[Task details]
Each record below should be written out again exactly as given.

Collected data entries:
....................

use std::collections::hash_map::DefaultHasher;
use std::hash::{Hash, Hasher};
use std::io::Cursor;

use calamine::{open_workbook_auto_from_rs, Data, Reader};

use crate::error::DashboardError;
use crate::table::{format_number, Table, Value};

/// A parsed upload: the (possibly truncated) table plus a content fingerprint
/// of the raw upload bytes, used as the cache key so repeated uploads of the
/// same file never re-parse and chart renders can be memoized per table.
#[derive(Clone, Debug)]
pub struct LoadedTable {
    pub table: Table,
    pub fingerprint: u64,
}

/// The two spreadsheet container formats the uploader accepts.
pub fn supported_extension(filename: &str) -> bool {
    matches!(
        filename.rsplit('.').next().map(|e| e.to_lowercase()).as_deref(),
        Some("xlsx") | Some("xls")
    ) && filename.contains('.')
}

/// 64-bit content hash of the upload bytes.
pub fn fingerprint(bytes: &[u8]) -> u64 {
    let mut hasher = DefaultHasher::new();
    bytes.hash(&mut hasher);
    hasher.finish()
}

/// Parse an uploaded spreadsheet into a [`LoadedTable`].
///
/// The first worksheet is read; its first row becomes the header (blank
/// header cells get synthesized `Column N` names). Rows beyond the table row
/// limit are discarded by [`Table::new`], which records the original count
/// for the truncation advisory.
pub fn load_workbook(filename: &str, bytes: &[u8]) -> Result<LoadedTable, DashboardError> {
    if !supported_extension(filename) {
        return Err(DashboardError::Parse(format!(
            "unsupported file type: {} (expected .xlsx or .xls)",
            filename
        )));
    }

    let cursor = Cursor::new(bytes);
    let mut workbook = open_workbook_auto_from_rs(cursor)
        .map_err(|e| DashboardError::Parse(e.to_string()))?;

    let sheet_name = workbook
        .sheet_names()
        .first()
        .cloned()
        .ok_or_else(|| DashboardError::Parse("the workbook contains no sheets".to_string()))?;

    let range = workbook
        .worksheet_range(&sheet_name)
        .map_err(|e| DashboardError::Parse(e.to_string()))?;

    let mut rows = range.rows();
    let header = rows
        .next()
        .ok_or_else(|| DashboardError::Parse("the spreadsheet is empty".to_string()))?;

    let names: Vec<String> = header
        .iter()
        .enumerate()
        .map(|(i, cell)| header_name(cell, i))
        .collect();

    let data: Vec<Vec<Value>> = rows
        .map(|row| row.iter().map(convert_cell).collect())
        .collect();

    log::info!(
        "parsed sheet '{}' from {}: {} data rows, {} columns",
        sheet_name,
        filename,
        data.len(),
        names.len()
    );

    Ok(LoadedTable {
        table: Table::new(names, data),
        fingerprint: fingerprint(bytes),
    })
}

fn header_name(cell: &Data, index: usize) -> String {
    match cell {
        Data::String(s) if !s.trim().is_empty() => s.trim().to_string(),
        Data::Int(i) => i.to_string(),
        Data::Float(f) => format_number(*f),
        _ => format!("Column {}", index + 1),
    }
}

/// Map a calamine cell onto the table's value model. Dates, durations,
/// booleans and error cells become `Unsupported`, which marks their whole
/// column as invisible to the aggregation and chart layers.
fn convert_cell(cell: &Data) -> Value {
    match cell {
        Data::Int(i) => Value::Number(*i as f64),
        Data::Float(f) => Value::Number(*f),
        Data::String(s) => {
            if s.trim().is_empty() {
                Value::Missing
            } else {
                Value::Text(s.clone())
            }
        }
        Data::Empty => Value::Missing,
        Data::Bool(_)
        | Data::DateTime(_)
        | Data::DateTimeIso(_)
        | Data::DurationIso(_)
        | Data::Error(_) => Value::Unsupported,
    }
}

#[cfg(test)]
mod tests {
    use super::*;
    use crate::table::ROW_LIMIT;
    use rust_xlsxwriter::Workbook;

    /// Build an in-memory .xlsx with a header row and one numeric + one text
    /// column of `rows` data rows.
    fn fixture(rows: usize) -> Vec<u8> {
        let mut workbook = Workbook::new();
        let sheet = workbook.add_worksheet();
        sheet.write_string(0, 0, "amount").unwrap();
        sheet.write_string(0, 1, "region").unwrap();
        for r in 0..rows {
            sheet.write_number((r + 1) as u32, 0, (r + 1) as f64).unwrap();
            sheet
                .write_string((r + 1) as u32, 1, if r % 2 == 0 { "north" } else { "south" })
                .unwrap();
        }
        workbook.save_to_buffer().unwrap()
    }

    #[test]
    fn parses_a_valid_workbook() {
        let bytes = fixture(5);
        let loaded = load_workbook("report.xlsx", &bytes).unwrap();
        assert_eq!(loaded.table.row_count(), 5);
        assert_eq!(loaded.table.column_names(), vec!["amount", "region"]);
        assert_eq!(loaded.table.numeric_columns(), vec!["amount".to_string()]);
        assert_eq!(loaded.table.text_columns(), vec!["region".to_string()]);
        assert_eq!(
            loaded.table.numeric_values("amount").unwrap(),
            vec![1.0, 2.0, 3.0, 4.0, 5.0]
        );
    }

    #[test]
    fn same_bytes_same_fingerprint() {
        let bytes = fixture(3);
        let a = load_workbook("a.xlsx", &bytes).unwrap();
        let b = load_workbook("b.xlsx", &bytes).unwrap();
        assert_eq!(a.fingerprint, b.fingerprint);
        assert_ne!(a.fingerprint, fingerprint(&fixture(4)));
    }

    #[test]
    fn rejects_bytes_that_are_not_a_spreadsheet() {
        // A text file renamed to a supported extension must fail cleanly.
        let err = load_workbook("fake.xlsx", b"just,some,plain\ntext,1,2\n").unwrap_err();
        assert!(matches!(err, DashboardError::Parse(_)));
        assert!(err.is_user_visible());
    }

    #[test]
    fn rejects_unsupported_extensions() {
        let bytes = fixture(1);
        assert!(matches!(
            load_workbook("report.csv", &bytes),
            Err(DashboardError::Parse(_))
        ));
        assert!(matches!(
            load_workbook("noextension", &bytes),
            Err(DashboardError::Parse(_))
        ));
    }

    #[test]
    fn extension_check_is_case_insensitive() {
        let bytes = fixture(1);
        assert!(load_workbook("REPORT.XLSX", &bytes).is_ok());
    }

    #[test]
    fn truncates_past_the_row_limit() {
        let bytes = fixture(ROW_LIMIT + 25);
        let loaded = load_workbook("big.xlsx", &bytes).unwrap();
        assert_eq!(loaded.table.row_count(), ROW_LIMIT);
        assert!(loaded.table.truncated());
        assert_eq!(loaded.table.source_row_count(), ROW_LIMIT + 25);
    }

    #[test]
    fn blank_header_cells_get_synthesized_names() {
        let mut workbook = Workbook::new();
        let sheet = workbook.add_worksheet();
        sheet.write_string(0, 0, "amount").unwrap();
        // header cell (0, 1) left blank
        sheet.write_number(1, 0, 1.0).unwrap();
        sheet.write_string(1, 1, "x").unwrap();
        let bytes = workbook.save_to_buffer().unwrap();

        let loaded = load_workbook("t.xlsx", &bytes).unwrap();
        assert_eq!(loaded.table.column_names(), vec!["amount", "Column 2"]);
    }

    #[test]
    fn boolean_and_date_columns_are_invisible_to_the_pipeline() {
        let mut workbook = Workbook::new();
        let sheet = workbook.add_worksheet();
        sheet.write_string(0, 0, "flag").unwrap();
        sheet.write_string(0, 1, "amount").unwrap();
        sheet.write_boolean(1, 0, true).unwrap();
        sheet.write_number(1, 1, 3.0).unwrap();
        let bytes = workbook.save_to_buffer().unwrap();

        let loaded = load_workbook("t.xlsx", &bytes).unwrap();
        assert_eq!(loaded.table.numeric_columns(), vec!["amount".to_string()]);
        assert!(loaded.table.text_columns().is_empty());
        assert_eq!(loaded.table.unsupported_columns(), vec!["flag".to_string()]);
    }
}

....................

[Completed task]
use std::collections::hash_map::DefaultHasher;
use std::hash::{Hash, Hasher};
use std::io::Cursor;

use calamine::{open_workbook_auto_from_rs, Data, Reader};

use crate::error::DashboardError;
use crate::table::{format_number, Table, Value};

/// A parsed upload: the (possibly truncated) table plus a content fingerprint
/// of the raw upload bytes, used as the cache key so repeated uploads of the
/// same file never re-parse and chart renders can be memoized per table.
#[derive(Clone, Debug)]
pub struct LoadedTable {
    pub table: Table,
    pub fingerprint: u64,
}

/// The two spreadsheet container formats the uploader accepts.
pub fn supported_extension(filename: &str) -> bool {
    matches!(
        filename.rsplit('.').next().map(|e| e.to_lowercase()).as_deref(),
        Some("xlsx") | Some("xls")
    ) && filename.contains('.')
}

/// 64-bit content hash of the upload bytes.
pub fn fingerprint(bytes: &[u8]) -> u64 {
    let mut hasher = DefaultHasher::new();
    bytes.hash(&mut hasher);
    hasher.finish()
}

/// Parse an uploaded spreadsheet into a [`LoadedTable`].
///
/// The first worksheet is read; its first row becomes the header (blank
/// header cells get synthesized `Column N` names). Rows beyond the table row
/// limit are discarded by [`Table::new`], which records the original count
/// for the truncation advisory.
pub fn load_workbook(filename: &str, bytes: &[u8]) -> Result<LoadedTable, DashboardError> {
    if !supported_extension(filename) {
        return Err(DashboardError::Parse(format!(
            "unsupported file type: {} (expected .xlsx or .xls)",
            filename
        )));
    }

    let cursor = Cursor::new(bytes);
    let mut workbook = open_workbook_auto_from_rs(cursor)
        .map_err(|e| DashboardError::Parse(e.to_string()))?;

    let sheet_name = workbook
        .sheet_names()
        .first()
        .cloned()
        .ok_or_else(|| DashboardError::Parse("the workbook contains no sheets".to_string()))?;

    let range = workbook
        .worksheet_range(&sheet_name)
        .map_err(|e| DashboardError::Parse(e.to_string()))?;

    let mut rows = range.rows();
    let header = rows
        .next()
        .ok_or_else(|| DashboardError::Parse("the spreadsheet is empty".to_string()))?;

    let names: Vec<String> = header
        .iter()
        .enumerate()
        .map(|(i, cell)| header_name(cell, i))
        .collect();

    let data: Vec<Vec<Value>> = rows
        .map(|row| row.iter().map(convert_cell).collect())
        .collect();

    log::info!(
        "parsed sheet '{}' from {}: {} data rows, {} columns",
        sheet_name,
        filename,
        data.len(),
        names.len()
    );

    Ok(LoadedTable {
        table: Table::new(names, data),
        fingerprint: fingerprint(bytes),
    })
}

fn header_name(cell: &Data, index: usize) -> String {
    match cell {
        Data::String(s) if !s.trim().is_empty() => s.trim().to_string(),
        Data::Int(i) => i.to_string(),
        Data::Float(f) => format_number(*f),
        _ => format!("Column {}", index + 1),
    }
}

/// Map a calamine cell onto the table's value model. Dates, durations,
/// booleans and error cells become `Unsupported`, which marks their whole
/// column as invisible to the aggregation and chart layers.
fn convert_cell(cell: &Data) -> Value {
    match cell {
        Data::Int(i) => Value::Number(*i as f64),
        Data::Float(f) => Value::Number(*f),
        Data::String(s) => {
            if s.trim().is_empty() {
                Value::Missing
            } else {
                Value::Text(s.clone())
            }
        }
        Data::Empty => Value::Missing,
        Data::Bool(_)
        | Data::DateTime(_)
        | Data::DateTimeIso(_)
        | Data::DurationIso(_)
        | Data::Error(_) => Value::Unsupported,
    }
}

#[cfg(test)]
mod tests {
    use super::*;
    use crate::table::ROW_LIMIT;
    use rust_xlsxwriter::Workbook;

    /// Build an in-memory .xlsx with a header row and one numeric + one text
    /// column of `rows` data rows.
    fn fixture(rows: usize) -> Vec<u8> {
        let mut workbook = Workbook::new();
        let sheet = workbook.add_worksheet();
        sheet.write_string(0, 0, "amount").unwrap();
        sheet.write_string(0, 1, "region").unwrap();
        for r in 0..rows {
            sheet.write_number((r + 1) as u32, 0, (r + 1) as f64).unwrap();
            sheet
                .write_string((r + 1) as u32, 1, if r % 2 == 0 { "north" } else { "south" })
                .unwrap();
        }
        workbook.save_to_buffer().unwrap()
    }

    #[test]
    fn parses_a_valid_workbook() {
        let bytes = fixture(5);
        let loaded = load_workbook("report.xlsx", &bytes).unwrap();
        assert_eq!(loaded.table.row_count(), 5);
        assert_eq!(loaded.table.column_names(), vec!["amount", "region"]);
        assert_eq!(loaded.table.numeric_columns(), vec!["amount".to_string()]);
        assert_eq!(loaded.table.text_columns(), vec!["region".to_string()]);
        assert_eq!(
            loaded.table.numeric_values("amount").unwrap(),
            vec![1.0, 2.0, 3.0, 4.0, 5.0]
        );
    }

    #[test]
    fn same_bytes_same_fingerprint() {
        let bytes = fixture(3);
        let a = load_workbook("a.xlsx", &bytes).unwrap();
        let b = load_workbook("b.xlsx", &bytes).unwrap();
        assert_eq!(a.fingerprint, b.fingerprint);
        assert_ne!(a.fingerprint, fingerprint(&fixture(4)));
    }

    #[test]
    fn rejects_bytes_that_are_not_a_spreadsheet() {
        // A text file renamed to a supported extension must fail cleanly.
        let err = load_workbook("fake.xlsx", b"just,some,plain\ntext,1,2\n").unwrap_err();
        assert!(matches!(err, DashboardError::Parse(_)));
        assert!(err.is_user_visible());
    }

    #[test]
    fn rejects_unsupported_extensions() {
        let bytes = fixture(1);
        assert!(matches!(
            load_workbook("report.csv", &bytes),
            Err(DashboardError::Parse(_))
        ));
        assert!(matches!(
            load_workbook("noextension", &bytes),
            Err(DashboardError::Parse(_))
        ));
    }

    #[test]
    fn extension_check_is_case_insensitive() {
        let bytes = fixture(1);
        assert!(load_workbook("REPORT.XLSX", &bytes).is_ok());
    }

    #[test]
    fn truncates_past_the_row_limit() {
        let bytes = fixture(ROW_LIMIT + 25);
        let loaded = load_workbook("big.xlsx", &bytes).unwrap();
        assert_eq!(loaded.table.row_count(), ROW_LIMIT);
        assert!(loaded.table.truncated());
        assert_eq!(loaded.table.source_row_count(), ROW_LIMIT + 25);
    }

    #[test]
    fn blank_header_cells_get_synthesized_names() {
        let mut workbook = Workbook::new();
        let sheet = workbook.add_worksheet();
        sheet.write_string(0, 0, "amount").unwrap();
        // header cell (0, 1) left blank
        sheet.write_number(1, 0, 1.0).unwrap();
        sheet.write_string(1, 1, "x").unwrap();
        let bytes = workbook.save_to_buffer().unwrap();

        let loaded = load_workbook("t.xlsx", &bytes).unwrap();
        assert_eq!(loaded.table.column_names(), vec!["amount", "Column 2"]);
    }

    #[test]
    fn boolean_and_date_columns_are_invisible_to_the_pipeline() {
        let mut workbook = Workbook::new();
        let sheet = workbook.add_worksheet();
        sheet.write_string(0, 0, "flag").unwrap();
        sheet.write_string(0, 1, "amount").unwrap();
        sheet.write_boolean(1, 0, true).unwrap();
        sheet.write_number(1, 1, 3.0).unwrap();
        let bytes = workbook.save_to_buffer().unwrap();

        let loaded = load_workbook("t.xlsx", &bytes).unwrap();
        assert_eq!(loaded.table.numeric_columns(), vec!["amount".to_string()]);
        assert!(loaded.table.text_columns().is_empty());
        assert_eq!(loaded.table.unsupported_columns(), vec!["flag".to_string()]);
    }
}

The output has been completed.